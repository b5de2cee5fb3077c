//! Report sink trait and implementations.

use super::DiagnosticReport;
use crate::errors::HarnessError;
use parking_lot::RwLock;
use tracing::{debug, info, warn, Level};

/// The outbound reporting surface.
///
/// Rendering (console, file, exit code) is the host's business; a sink only
/// receives finished reports. The harness logs and suppresses sink errors.
pub trait ReportSink: Send + Sync {
    /// Publishes a finished report.
    fn publish(&self, report: &DiagnosticReport) -> Result<(), HarnessError>;
}

/// A no-op sink that discards all reports.
///
/// Used as the default when no sink is configured.
#[derive(Debug, Clone, Copy, Default)]
pub struct NoOpReportSink;

impl ReportSink for NoOpReportSink {
    fn publish(&self, _report: &DiagnosticReport) -> Result<(), HarnessError> {
        Ok(())
    }
}

/// A sink that logs reports using the tracing framework.
#[derive(Debug, Clone)]
pub struct LoggingReportSink {
    level: Level,
}

impl Default for LoggingReportSink {
    fn default() -> Self {
        Self { level: Level::INFO }
    }
}

impl LoggingReportSink {
    /// Creates a new logging sink with the specified level for passing units.
    #[must_use]
    pub fn new(level: Level) -> Self {
        Self { level }
    }

    /// Creates a debug-level logging sink.
    #[must_use]
    pub fn debug() -> Self {
        Self::new(Level::DEBUG)
    }
}

impl ReportSink for LoggingReportSink {
    fn publish(&self, report: &DiagnosticReport) -> Result<(), HarnessError> {
        if report.primary_cause().is_some() || report.has_secondary_faults() {
            warn!(
                unit_id = %report.unit_id,
                outcome = report.outcome.label(),
                secondary = report.secondary_faults.len(),
                "{}",
                report.render()
            );
            return Ok(());
        }

        if self.level == Level::DEBUG {
            debug!(unit_id = %report.unit_id, outcome = report.outcome.label(), "{}", report.headline());
        } else {
            info!(unit_id = %report.unit_id, outcome = report.outcome.label(), "{}", report.headline());
        }
        Ok(())
    }
}

/// A collecting sink for testing purposes.
#[derive(Debug, Default)]
pub struct CollectingReportSink {
    reports: RwLock<Vec<DiagnosticReport>>,
}

impl CollectingReportSink {
    /// Creates a new collecting sink.
    #[must_use]
    pub fn new() -> Self {
        Self::default()
    }

    /// Returns all collected reports.
    #[must_use]
    pub fn reports(&self) -> Vec<DiagnosticReport> {
        self.reports.read().clone()
    }

    /// Returns the number of collected reports.
    #[must_use]
    pub fn len(&self) -> usize {
        self.reports.read().len()
    }

    /// Returns true if no reports have been collected.
    #[must_use]
    pub fn is_empty(&self) -> bool {
        self.reports.read().is_empty()
    }

    /// Clears all collected reports.
    pub fn clear(&self) {
        self.reports.write().clear();
    }

    /// Returns the report for a unit, if one was published.
    #[must_use]
    pub fn find(&self, unit_id: &str) -> Option<DiagnosticReport> {
        self.reports
            .read()
            .iter()
            .find(|r| r.unit_id == unit_id)
            .cloned()
    }
}

impl ReportSink for CollectingReportSink {
    fn publish(&self, report: &DiagnosticReport) -> Result<(), HarnessError> {
        self.reports.write().push(report.clone());
        Ok(())
    }
}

● Task description
From the opening line of the data above, please print each line as written up to and including the line that contains "a sink only", and nothing more.

● Exercise output
repository b5de2cee5fb3077c
//! Report sink trait and implementations.

use super::DiagnosticReport;
use crate::errors::HarnessError;
use parking_lot::RwLock;
use tracing::{debug, info, warn, Level};

/// The outbound reporting surface.
///
/// Rendering (console, file, exit code) is the host's business; a sink only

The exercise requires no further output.